Abstract Polarity is a significant microenvironment-related parameter in living systems. It has been reported that the mitochondrial polarity level in cancer cells is remarkably lower than that in normal cells, demonstrating the potential of being a potential marker for the accurate diagnosis of cancers. Hence, in this work, a mitochondria-targeting fluorescent probe (NCT) with polarity-sensitive property was developed for cancer diagnosis based on the distinct mitochondrial polarity difference between cancerous cells and normal cells. For the design of the probe, we rationally combined two common ICT-based fluorophores (naphthalimide and coumarin) via a piperazine linker to endow the probe with more robust polarity-sensitive properties.

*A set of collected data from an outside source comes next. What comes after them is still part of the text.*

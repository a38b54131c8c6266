//! Drag-and-drop interaction state for egui apps.
//!
//! [`DndStore`] tracks one drag gesture at a time together with a registry of rectangular
//! drop targets, and hit-tests the dragged item against them on every pointer move.
//! It does no painting and no input handling of its own: the host feeds it pointer events and
//! reads back which target is droppable ([`DropTargetState::can_drop`]) and which one the
//! pointer is over ([`DropTargetState::is_over`]).
//!
//! ```
//! use egui_dnd_store::{DndStore, DragItem, DragPosition, DropTarget};
//!
//! let mut store: DndStore = DndStore::new();
//! store.register_drop_target(
//!     DropTarget::from_xywh("trash", 0.0, 0.0, 100.0, 100.0).accepting(["file"]),
//! );
//!
//! store.start_drag(
//!     DragItem::new("report.pdf", "file"),
//!     DragPosition::new(300.0, 300.0, 40.0, 40.0),
//! );
//! store.update_drag_position(egui::pos2(50.0, 50.0));
//! assert_eq!(store.active_drop_target_id().map(|id| id.as_str()), Some("trash"));
//!
//! let outcome = store.end_drag().expect("a drag was active");
//! assert_eq!(outcome.target.map(|id| id.0), Some("trash".to_owned()));
//! ```

#![forbid(unsafe_code)]

pub mod dnd_store;

pub use dnd_store::{
    DndEvent, DndSnapshot, DndStore, DndStoreOptions, DragItem, DragItemId, DragPosition,
    DragSessionId, DropOutcome, DropTarget, DropTargetId, DropTargetState, SubscriptionId,
};

#[cfg(feature = "persistence")]
pub use dnd_store::{DROP_TARGET_LAYOUT_VERSION, DropTargetLayout, LayoutPersistenceError};
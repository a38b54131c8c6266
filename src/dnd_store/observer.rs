use egui::Pos2;

use super::drop_target::DropTargetId;
use super::session::DragSessionId;
use super::types::DragItemId;

/// A state change of a [`super::DndStore`], delivered to subscribers right after it happened.
///
/// Events carry just enough to decide whether to re-query the store.
/// Calls that turn out to be no-ops produce no events.
#[derive(Clone, Debug, PartialEq)]
pub enum DndEvent {
    DragStarted {
        session: DragSessionId,
        item_id: DragItemId,
        kind: String,
    },

    DragMoved {
        session: DragSessionId,
        pos: Pos2,
    },

    /// The active drop target changed, either through hit-testing or an explicit set.
    ActiveTargetChanged {
        previous: Option<DropTargetId>,
        current: Option<DropTargetId>,
    },

    DragEnded {
        session: DragSessionId,
        item_id: DragItemId,
        dropped_on: Option<DropTargetId>,
    },

    TargetRegistered {
        id: DropTargetId,

        /// An entry with this id already existed and was replaced.
        replaced: bool,
    },

    TargetUnregistered {
        id: DropTargetId,
    },

    /// Everything was cleared by [`super::DndStore::reset`].
    Reset,
}

/// Handle returned by [`super::DndStore::subscribe`].
#[derive(Clone, Copy, Debug, PartialEq, Eq, Hash, PartialOrd, Ord)]
pub struct SubscriptionId(u64);

type Callback = Box<dyn FnMut(&DndEvent)>;

#[derive(Default)]
pub(super) struct Observers {
    next_id: u64,
    subscribers: Vec<(SubscriptionId, Callback)>,
}

impl std::fmt::Debug for Observers {
    fn fmt(&self, f: &mut std::fmt::Formatter<'_>) -> std::fmt::Result {
        f.debug_struct("Observers")
            .field("subscribers", &self.subscribers.len())
            .finish_non_exhaustive()
    }
}

impl Observers {
    pub(super) fn subscribe(
        &mut self,
        callback: impl FnMut(&DndEvent) + 'static,
    ) -> SubscriptionId {
        let id = SubscriptionId(self.next_id);
        self.next_id = self.next_id.saturating_add(1);
        self.subscribers.push((id, Box::new(callback)));
        id
    }

    pub(super) fn unsubscribe(&mut self, id: SubscriptionId) -> bool {
        let before = self.subscribers.len();
        self.subscribers.retain(|(sub, _)| *sub != id);
        self.subscribers.len() != before
    }

    /// Calls subscribers in subscription order.
    pub(super) fn notify(&mut self, event: &DndEvent) {
        for (_, callback) in &mut self.subscribers {
            callback(event);
        }
    }

    pub(super) fn len(&self) -> usize {
        self.subscribers.len()
    }
}
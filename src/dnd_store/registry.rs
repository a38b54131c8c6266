use ahash::HashMap;

use super::drop_target::{DropTargetId, DropTargetState};

/// Drop targets in first-registration order.
///
/// Re-registering an id replaces the entry in its existing slot, so the
/// iteration order (and with it the hit-test tie-break) only changes when a
/// target is unregistered and registered again.
#[derive(Clone, Debug, Default)]
pub(super) struct DropTargetRegistry {
    entries: Vec<DropTargetState>,
    index: HashMap<DropTargetId, usize>,
}

impl DropTargetRegistry {
    /// Returns `true` if an entry with the same id was replaced.
    pub(super) fn insert(&mut self, state: DropTargetState) -> bool {
        if let Some(&slot) = self.index.get(state.id()) {
            self.entries[slot] = state;
            true
        } else {
            self.index.insert(state.id().clone(), self.entries.len());
            self.entries.push(state);
            false
        }
    }

    pub(super) fn remove(&mut self, id: &DropTargetId) -> Option<DropTargetState> {
        let slot = self.index.remove(id)?;
        let removed = self.entries.remove(slot);
        for entry in &self.entries[slot..] {
            if let Some(i) = self.index.get_mut(entry.id()) {
                *i -= 1;
            }
        }
        Some(removed)
    }

    pub(super) fn get(&self, id: &DropTargetId) -> Option<&DropTargetState> {
        self.index.get(id).map(|&slot| &self.entries[slot])
    }

    pub(super) fn contains(&self, id: &DropTargetId) -> bool {
        self.index.contains_key(id)
    }

    pub(super) fn iter(&self) -> std::slice::Iter<'_, DropTargetState> {
        self.entries.iter()
    }

    pub(super) fn iter_mut(&mut self) -> std::slice::IterMut<'_, DropTargetState> {
        self.entries.iter_mut()
    }

    pub(super) fn len(&self) -> usize {
        self.entries.len()
    }

    pub(super) fn clear(&mut self) {
        self.entries.clear();
        self.index.clear();
    }
}
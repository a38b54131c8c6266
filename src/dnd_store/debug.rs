use super::DndStore;

impl<Meta> DndStore<Meta> {
    pub(super) fn debug_log_event(&mut self, message: impl Into<String>) {
        if !self.options.debug_event_log {
            return;
        }
        self.push_debug_log_line(message.into());
    }

    fn push_debug_log_line(&mut self, message: String) {
        let cap = self.options.debug_event_log_capacity.clamp(1, 10_000);
        while self.debug_log.len() >= cap {
            self.debug_log.pop_front();
        }
        let prefix = match self.session.active_id() {
            Some(session) => format!("[drag {session}]"),
            None => "[idle]".to_owned(),
        };
        self.debug_log.push_back(format!("{prefix} {message}"));
    }

    pub fn debug_log_clear(&mut self) {
        self.debug_log.clear();
    }

    pub fn debug_log_lines(&self) -> impl Iterator<Item = &str> {
        self.debug_log.iter().map(String::as_str)
    }

    /// The whole debug event log, one event per line, oldest first.
    pub fn debug_log_text(&self) -> String {
        let mut out = String::new();
        for line in &self.debug_log {
            out.push_str(line);
            out.push('\n');
        }
        out
    }
}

The spectra results showed that all the fluorescence emission properties (emission intensity, quantum yield and lifetime) of probe were changed with the surrounding polarity, confirming the excellent polarity-sensitive merits of probe in solution. Subsequently, we explored the potential of this polarity-sensitive probe for the diagnosis of cancer. The imaging results demonstrated that NCT could emit strong fluorescence in the cancer cells, tissues and solid tumors (low-polarity environment), while almost no fluorescence was observed in normal cells, tissues and organs (high-polarity environment). In other words, NCT could differentiate cancer cells from normal cells in living systems based on the mitochondrial polarity difference of them. Consequently, we believe that this polarity-sensitive fluorescent probe could not only provide insight into the relationship between mitochondrial polarity and cancer, but also emerged as a potential tool for the diagnosis of tumors.